TELNET to OpenWrt (use Putty) - 192.168.1.1
passwd
reboot
SSH to OpenWrt (use Putty) - 192.168.1.1
opkg update
opkg install iptables iptables-mod-extra l7-protocols
You can use WinSCP to edit files directly on windows. Select mode on SCP "file protocol"
edit /etc/firewall.user
# This file is interpreted as shell script.
# Put your custom iptables rules here, they will
# be executed with each firewall (re-)start.
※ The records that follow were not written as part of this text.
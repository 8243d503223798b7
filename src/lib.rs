//! Rate & pricing rule engine for hotel room pricing.
//!
//! Given a room, a guest count, a calendar date (or date range), a sales
//! channel and an optional promotion code, the engine computes the exact
//! nightly price a guest owes: prioritized rate-rule resolution with
//! occupancy overrides, promotional discounts with combinability semantics,
//! tax, and proportional proration of reservation-level discounts across
//! multiple nights. All money math uses `rust_decimal` and rounds half-up
//! to two decimal places, so results are bit-exact and reproducible.
//!
//! Persistence, transport and configuration management live outside this
//! crate; rule sets arrive through the read-only [`RateRepository`] trait
//! and the engine evaluates applicability in memory. The engine never
//! mutates its inputs and holds no shared state.

pub mod calculators;
pub mod error;
pub mod filters;
pub mod models;
pub mod repository;
pub mod responses;
pub mod services;

// Re-export commonly used items
pub use calculators::round_money;
pub use error::EngineError;
pub use repository::{InMemoryRateRepository, RateRepository};
pub use responses::{AppliedPromo, AppliedTax, NightPricing, NightQuote};
pub use services::{compute_rate, compute_rate_range};
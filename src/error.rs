//! Error handling for the engine.
//!
//! The engine has no recoverable-error taxonomy of its own: inputs are
//! assumed pre-validated by the caller, negative discounts and taxes clamp
//! to zero, and a missing rate rule falls back to room defaults. The only
//! errors that surface are repository failures and a malformed date range.

use chrono::NaiveDate;

/// Engine error type
#[derive(Debug, thiserror::Error)]
pub enum EngineError {
    #[error("invalid date range: start {start} is after end {end}")]
    InvalidDateRange { start: NaiveDate, end: NaiveDate },

    #[error("repository error: {0}")]
    Repository(#[source] Box<dyn std::error::Error + Send + Sync>),
}

impl EngineError {
    /// Wrap an error surfaced by a [`RateRepository`] implementation.
    ///
    /// [`RateRepository`]: crate::repository::RateRepository
    pub fn repository<E>(err: E) -> Self
    where
        E: Into<Box<dyn std::error::Error + Send + Sync>>,
    {
        EngineError::Repository(err.into())
    }
}

pub type Result<T> = std::result::Result<T, EngineError>;
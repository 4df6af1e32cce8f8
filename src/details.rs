use std::sync::Arc;

use tracing::{trace, warn};

use crate::errors::AppError;
use crate::model::ContactDetails;
use crate::pacing::{EndpointClass, Pacer};
use crate::places::{ApiStatus, PlacesProvider};

/// Fetches phone and website for a discovered place.
///
/// Never fails: quota exhaustion, error statuses and transport failures all
/// degrade to empty fields so the record itself is kept.
pub struct DetailsEnricher {
    provider: Arc<dyn PlacesProvider>,
}

impl DetailsEnricher {
    pub fn new(provider: Arc<dyn PlacesProvider>) -> Self {
        Self { provider }
    }

    pub async fn enrich(&self, external_id: &str, pacer: &Pacer) -> ContactDetails {
        pacer.throttle(EndpointClass::Details).await;
        let result = match self.provider.place_details(external_id).await {
            Ok(result) => result,
            Err(err) => {
                warn!(
                    ?err,
                    place_id = external_id,
                    "details lookup failed; keeping record without contact fields"
                );
                return ContactDetails::default();
            }
        };

        match result.status {
            ApiStatus::Ok => {
                trace!(place_id = external_id, "details resolved");
                ContactDetails {
                    phone: result.phone.unwrap_or_default(),
                    website: result.website.unwrap_or_default(),
                }
            }
            ApiStatus::OverQueryLimit => {
                let err = AppError::ProviderQuotaOnDetails {
                    place_id: external_id.to_string(),
                };
                warn!(%err, "details quota exhausted");
                ContactDetails::default()
            }
            status => {
                let err = AppError::ProviderQuotaOrStatusError {
                    endpoint: EndpointClass::Details.as_str(),
                    status: status.to_string(),
                };
                warn!(%err, place_id = external_id, "details lookup rejected");
                ContactDetails::default()
            }
        }
    }
}

#[cfg(test)]
mod tests {
    use std::time::Duration;

    use async_trait::async_trait;
    use parking_lot::Mutex;

    use super::*;
    use crate::errors::AppResult;
    use crate::places::{DetailsResult, GeocodeResult, SearchPage, TextSearchQuery};

    struct ScriptedDetails {
        responses: Mutex<Vec<AppResult<DetailsResult>>>,
    }

    #[async_trait]
    impl PlacesProvider for ScriptedDetails {
        async fn geocode(&self, _address: &str) -> AppResult<GeocodeResult> {
            unreachable!()
        }

        async fn text_search(&self, _query: &TextSearchQuery) -> AppResult<SearchPage> {
            unreachable!()
        }

        async fn place_details(&self, _place_id: &str) -> AppResult<DetailsResult> {
            self.responses.lock().remove(0)
        }
    }

    async fn enrich_once(response: AppResult<DetailsResult>) -> ContactDetails {
        let provider = Arc::new(ScriptedDetails {
            responses: Mutex::new(vec![response]),
        });
        let pacer = Pacer::new(Duration::ZERO, Duration::ZERO, Duration::ZERO);
        DetailsEnricher::new(provider).enrich("place-1", &pacer).await
    }

    #[tokio::test]
    async fn returns_phone_and_website() {
        let details = enrich_once(Ok(DetailsResult {
            status: ApiStatus::Ok,
            phone: Some("+1 555 0100".into()),
            website: None,
        }))
        .await;
        assert_eq!(details.phone, "+1 555 0100");
        assert_eq!(details.website, "");
    }

    #[tokio::test]
    async fn quota_exhaustion_degrades_to_empty() {
        let details = enrich_once(Ok(DetailsResult {
            status: ApiStatus::OverQueryLimit,
            phone: Some("ignored".into()),
            website: Some("ignored".into()),
        }))
        .await;
        assert_eq!(details, ContactDetails::default());
    }

    #[tokio::test]
    async fn other_status_degrades_to_empty() {
        let details = enrich_once(Ok(DetailsResult {
            status: ApiStatus::RequestDenied,
            phone: None,
            website: None,
        }))
        .await;
        assert_eq!(details, ContactDetails::default());
    }

    #[tokio::test]
    async fn transport_failure_degrades_to_empty() {
        let details = enrich_once(Err(AppError::Config("timeout".into()))).await;
        assert_eq!(details, ContactDetails::default());
    }
}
#l7proto MSN and P2P block
iptables -I FORWARD -m layer7 --l7proto msnmessenger -j DROP
iptables -I FORWARD -m layer7 --l7proto msn-filetransfer -j DROP
iptables -I FORWARD -m layer7 --l7proto 100bao -j DROP
iptables -I FORWARD -m layer7 --l7proto ares -j DROP
iptables -I FORWARD -m layer7 --l7proto audiogalaxy -j DROP
iptables -I FORWARD -m layer7 --l7proto bittorrent -j DROP
iptables -I FORWARD -m layer7 --l7proto directconnect -j DROP
iptables -I FORWARD -m layer7 --l7proto edonkey -j DROP
iptables -I FORWARD -m layer7 --l7proto fasttrack -j DROP
iptables -I FORWARD -m layer7 --l7proto gnutella -j DROP
iptables -I FORWARD -m layer7 --l7proto mute -j DROP
iptables -I FORWARD -m layer7 --l7proto poco -j DROP
iptables -I FORWARD -m layer7 --l7proto shoutcast -j DROP
iptables -I FORWARD -m layer7 --l7proto soulseek -j DROP
iptables -I FORWARD -m layer7 --l7proto tesla -j DROP
# Block Torrents Strings using Boyer-Moore
iptables -I FORWARD -m string --string "BitTorrent protocol" --algo bm -j DROP
#iptables -I FORWARD -m string --string ".torrent" --algo bm -j DROP/etc/init.d/firewall restart
Enjoy my friends! The possibilities are endless.